Below this sentence is a listing; return exactly its lines from the one with "pub fn as_f64(&self)" to the one with "match (self.kind(), other.kind())", both kept, and nothing more.

····················

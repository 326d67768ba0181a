//! The JSON tree: [`Value`], its [`Kind`], the dual-projection [`Number`], and the
//! insertion-ordered [`Map`] used for objects.
//!
//! Every `Value` exclusively owns its subtree. Children are moved into their parent and
//! dropped with it, so a subtree is freed exactly once and can never be shared between
//! two parents or inserted into itself.

use std::fmt;

/// Absolute tolerance used to decide whether a number's fractional part is zero.
pub const NUMBER_EPSILON: f64 = 1e-9;

/// The discriminant of a [`Value`], with numbers split into `Int` and `Double`.
#[derive(Debug, Clone, Copy, PartialEq, Eq, Hash)]
pub enum Kind {
    Null,
    Bool,
    Int,
    Double,
    String,
    Array,
    Object,
}

impl Kind {
    /// Lower-case name used in diagnostics and CLI output.
    pub fn as_str(self) -> &'static str {
        match self {
            Kind::Null => "null",
            Kind::Bool => "bool",
            Kind::Int => "int",
            Kind::Double => "double",
            Kind::String => "string",
            Kind::Array => "array",
            Kind::Object => "object",
        }
    }

    /// Int and Double both belong to the number family.
    pub fn is_number(self) -> bool {
        matches!(self, Kind::Int | Kind::Double)
    }

    /// Parse a kind name as printed by [`Kind::as_str`]. `number` is accepted as `Double`.
    pub fn from_name(name: &str) -> Option<Kind> {
        let kind = match name.to_ascii_lowercase().as_str() {
            "null" => Kind::Null,
            "bool" | "boolean" => Kind::Bool,
            "int" | "integer" => Kind::Int,
            "double" | "float" | "number" => Kind::Double,
            "string" | "str" => Kind::String,
            "array" | "arr" => Kind::Array,
            "object" | "obj" => Kind::Object,
            _ => return None,
        };
        Some(kind)
    }
}

impl fmt::Display for Kind {
    fn fmt(&self, f: &mut fmt::Formatter<'_>) -> fmt::Result {
        f.write_str(self.as_str())
    }
}

/// A JSON number holding both an integer and a floating projection.
///
/// Whether the number is an `Int` or a `Double` is derived from the floating projection
/// every time [`Number::kind`] is called: it is an `Int` when the value is finite, fits
/// in `i64`, and its fractional part is within [`NUMBER_EPSILON`] of zero.
///
/// Precision ceiling: numbers built from `i64` (or parsed from an integer literal that
/// fits in `i64`) keep the exact integer; everything else is IEEE-754 binary64.
#[derive(Debug, Clone, Copy)]
pub struct Number {
    int: i64,
    float: f64,
}

impl Number {
    pub fn from_i64(n: i64) -> Self {
        Number {
            int: n,
            float: n as f64,
        }
    }

    /// The integer projection is the truncated value, saturating at the `i64` bounds.
    pub fn from_f64(f: f64) -> Self {
        Number {
            int: f as i64,
            float: f,
        }
    }

    pub fn kind(&self) -> Kind {
        if is_integral(self.float) {
            Kind::Int
        } else {
            Kind::Double
        }
    }

    pub fn is_int(&self) -> bool {
        self.kind() == Kind::Int
    }

    pub fn as_i64(&self) -> i64 {
        self.int
    }

    pub fn as_f64(&self) -> f64 {
        self.float
    }

    pub fn set_i64(&mut self, n: i64) {
        *self = Number::from_i64(n);
    }

    pub fn set_f64(&mut self, f: f64) {
        *self = Number::from_f64(f);
    }
}

fn is_integral(f: f64) -> bool {
    f.is_finite()
        && f >= i64::MIN as f64
        && f <= i64::MAX as f64
        && (f - f.trunc()).abs() < NUMBER_EPSILON
}

impl PartialEq for Number {
    /// Two Ints compare by their integer projection, anything else by the float.
    fn eq(&self, other: &Self) -> bool {
        match (self.kind(), other.kind()) {
            (Kind::Int, Kind::Int) => self.int == other.int,
            _ => self.float == other.float,
        }
    }
}

impl From<i64> for Number {
    fn from(n: i64) -> Self {
        Number::from_i64(n)
    }
}

impl From<f64> for Number {
    fn from(f: f64) -> Self {
        Number::from_f64(f)
    }
}

/// Insertion-ordered key/value pairs with unique keys.
///
/// Lookups and duplicate detection are linear scans; iteration and serialization follow
/// insertion order.
#[derive(Debug, Clone, Default, PartialEq)]
pub struct Map {
    entries: Vec<(String, Value)>,
}

impl Map {
    pub fn new() -> Self {
        Map {
            entries: Vec::new(),
        }
    }

    pub fn with_capacity(capacity: usize) -> Self {
        Map {
            entries: Vec::with_capacity(capacity),
        }
    }

    pub fn len(&self) -> usize {
        self.entries.len()
    }

    pub fn is_empty(&self) -> bool {
        self.entries.is_empty()
    }

    /// Index of `key` in insertion order.
    pub fn position(&self, key: &str) -> Option<usize> {
        self.entries.iter().position(|(k, _)| k == key)
    }

    pub fn contains_key(&self, key: &str) -> bool {
        self.position(key).is_some()
    }

    pub fn get(&self, key: &str) -> Option<&Value> {
        self.entries.iter().find(|(k, _)| k == key).map(|(_, v)| v)
    }

    pub fn get_mut(&mut self, key: &str) -> Option<&mut Value> {
        self.entries
            .iter_mut()
            .find(|(k, _)| k == key)
            .map(|(_, v)| v)
    }

    /// Pair at `index` in insertion order.
    pub fn get_index(&self, index: usize) -> Option<(&str, &Value)> {
        self.entries.get(index).map(|(k, v)| (k.as_str(), v))
    }

    /// Insert or replace. An existing key keeps its position and the displaced value is
    /// returned; a new key is appended.
    pub fn insert(&mut self, key: impl Into<String>, value: Value) -> Option<Value> {
        let key = key.into();
        match self.position(&key) {
            Some(i) => Some(std::mem::replace(&mut self.entries[i].1, value)),
            None => {
                self.entries.push((key, value));
                None
            }
        }
    }

    /// Remove `key`, shifting later pairs down so relative order is kept.
    pub fn remove(&mut self, key: &str) -> Option<Value> {
        let i = self.position(key)?;
        Some(self.entries.remove(i).1)
    }

    pub(crate) fn try_reserve(
        &mut self,
        additional: usize,
    ) -> std::result::Result<(), std::collections::TryReserveError> {
        self.entries.try_reserve(additional)
    }

    pub fn iter(&self) -> impl DoubleEndedIterator<Item = (&str, &Value)> + ExactSizeIterator {
        self.entries.iter().map(|(k, v)| (k.as_str(), v))
    }

    pub fn iter_mut(
        &mut self,
    ) -> impl DoubleEndedIterator<Item = (&str, &mut Value)> + ExactSizeIterator {
        self.entries.iter_mut().map(|(k, v)| (k.as_str(), v))
    }

    pub fn keys(&self) -> impl Iterator<Item = &str> {
        self.entries.iter().map(|(k, _)| k.as_str())
    }

    pub fn values(&self) -> impl Iterator<Item = &Value> {
        self.entries.iter().map(|(_, v)| v)
    }

    pub fn into_values(self) -> impl Iterator<Item = Value> {
        self.entries.into_iter().map(|(_, v)| v)
    }
}

impl IntoIterator for Map {
    type Item = (String, Value);
    type IntoIter = std::vec::IntoIter<(String, Value)>;

    fn into_iter(self) -> Self::IntoIter {
        self.entries.into_iter()
    }
}

impl<K: Into<String>> FromIterator<(K, Value)> for Map {
    /// Later duplicates replace earlier values in place.
    fn from_iter<I: IntoIterator<Item = (K, Value)>>(iter: I) -> Self {
        let iter = iter.into_iter();
        let mut map = Map::with_capacity(iter.size_hint().0);
        for (k, v) in iter {
            map.insert(k, v);
        }
        map
    }
}

/// One node of a JSON tree.
#[derive(Debug, Clone, PartialEq, Default)]
pub enum Value {
    #[default]
    Null,
    Bool(bool),
    Number(Number),
    String(String),
    Array(Vec<Value>),
    /// Key-value pairs in insertion order.
    Object(Map),
}

impl Value {
    pub fn null() -> Self {
        Value::Null
    }

    pub fn bool(b: bool) -> Self {
        Value::Bool(b)
    }

    pub fn int(n: i64) -> Self {
        Value::Number(Number::from_i64(n))
    }

    /// A number whose kind (Int or Double) is decided by its fractional part.
    ///
    /// NaN and the infinities are stored but serialize as `null`, so they do not survive
    /// a stringify/parse round trip.
    pub fn number(f: f64) -> Self {
        Value::Number(Number::from_f64(f))
    }

    /// Same as [`Value::number`]; a whole `f` still classifies as Int.
    pub fn double(f: f64) -> Self {
        Value::number(f)
    }

    pub fn string(s: impl Into<String>) -> Self {
        Value::String(s.into())
    }

    /// An empty array.
    pub fn array() -> Self {
        Value::Array(Vec::new())
    }

    /// An empty object.
    pub fn object() -> Self {
        Value::Object(Map::new())
    }

    /// An array taking ownership of `items` in order.
    pub fn array_from(items: impl IntoIterator<Item = Value>) -> Self {
        Value::Array(items.into_iter().collect())
    }

    /// An object taking ownership of `pairs` in order. A repeated key replaces the
    /// earlier value and keeps the earlier position.
    pub fn object_from<K: Into<String>>(pairs: impl IntoIterator<Item = (K, Value)>) -> Self {
        Value::Object(pairs.into_iter().collect())
    }

    /// Deep copy; the result shares nothing with `self`.
    pub fn copy(&self) -> Self {
        self.clone()
    }

    /// Drop the value held in `slot`, leaving `None`. Calling it again is a no-op.
    pub fn free(slot: &mut Option<Value>) {
        drop(slot.take());
    }

    pub fn kind(&self) -> Kind {
        match self {
            Value::Null => Kind::Null,
            Value::Bool(_) => Kind::Bool,
            Value::Number(n) => n.kind(),
            Value::String(_) => Kind::String,
            Value::Array(_) => Kind::Array,
            Value::Object(_) => Kind::Object,
        }
    }

    pub fn type_name(&self) -> &'static str {
        self.kind().as_str()
    }

    /// Byte length of a string, element count of an array, pair count of an object;
    /// zero for every other kind.
    pub fn size(&self) -> usize {
        match self {
            Value::String(s) => s.len(),
            Value::Array(items) => items.len(),
            Value::Object(map) => map.len(),
            _ => 0,
        }
    }

    pub fn is_array(&self) -> bool {
        matches!(self, Value::Array(_))
    }

    pub fn is_object(&self) -> bool {
        matches!(self, Value::Object(_))
    }

    pub fn is_number(&self) -> bool {
        matches!(self, Value::Number(_))
    }

    pub fn is_string(&self) -> bool {
        matches!(self, Value::String(_))
    }

    pub fn is_bool(&self) -> bool {
        matches!(self, Value::Bool(_))
    }

    pub fn as_array(&self) -> Option<&Vec<Value>> {
        match self {
            Value::Array(items) => Some(items),
            _ => None,
        }
    }

    pub fn as_object(&self) -> Option<&Map> {
        match self {
            Value::Object(map) => Some(map),
            _ => None,
        }
    }

    pub fn as_number(&self) -> Option<&Number> {
        match self {
            Value::Number(n) => Some(n),
            _ => None,
        }
    }

    /// Total number of nodes in this subtree, including `self`.
    pub fn node_count(&self) -> usize {
        match self {
            Value::Array(items) => 1 + items.iter().map(Value::node_count).sum::<usize>(),
            Value::Object(map) => 1 + map.values().map(Value::node_count).sum::<usize>(),
            _ => 1,
        }
    }

    /// Container nesting depth: 0 for scalars, 1 for a flat array or object.
    pub fn depth(&self) -> usize {
        match self {
            Value::Array(items) => 1 + items.iter().map(Value::depth).max().unwrap_or(0),
            Value::Object(map) => 1 + map.values().map(Value::depth).max().unwrap_or(0),
            _ => 0,
        }
    }
}

impl From<bool> for Value {
    fn from(b: bool) -> Self {
        Value::Bool(b)
    }
}

impl From<i64> for Value {
    fn from(n: i64) -> Self {
        Value::int(n)
    }
}

impl From<i32> for Value {
    fn from(n: i32) -> Self {
        Value::int(n.into())
    }
}

impl From<u32> for Value {
    fn from(n: u32) -> Self {
        Value::int(n.into())
    }
}

impl From<f64> for Value {
    fn from(f: f64) -> Self {
        Value::number(f)
    }
}

impl From<Number> for Value {
    fn from(n: Number) -> Self {
        Value::Number(n)
    }
}

impl From<&str> for Value {
    fn from(s: &str) -> Self {
        Value::String(s.to_string())
    }
}

impl From<String> for Value {
    fn from(s: String) -> Self {
        Value::String(s)
    }
}

impl From<Vec<Value>> for Value {
    fn from(items: Vec<Value>) -> Self {
        Value::Array(items)
    }
}

impl From<Map> for Value {
    fn from(map: Map) -> Self {
        Value::Object(map)
    }
}

impl<T: Into<Value>> From<Option<T>> for Value {
    fn from(opt: Option<T>) -> Self {
        opt.map_or(Value::Null, Into::into)
    }
}

impl FromIterator<Value> for Value {
    fn from_iter<I: IntoIterator<Item = Value>>(iter: I) -> Self {
        Value::array_from(iter)
    }
}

····················

RESPONSE TO THIS EXERCISE
    pub fn as_f64(&self) -> f64 {
        self.float
    }

    pub fn set_i64(&mut self, n: i64) {
        *self = Number::from_i64(n);
    }

    pub fn set_f64(&mut self, f: f64) {
        *self = Number::from_f64(f);
    }
}

fn is_integral(f: f64) -> bool {
    f.is_finite()
        && f >= i64::MIN as f64
        && f <= i64::MAX as f64
        && (f - f.trunc()).abs() < NUMBER_EPSILON
}

impl PartialEq for Number {
    /// Two Ints compare by their integer projection, anything else by the float.
    fn eq(&self, other: &Self) -> bool {
        match (self.kind(), other.kind()) {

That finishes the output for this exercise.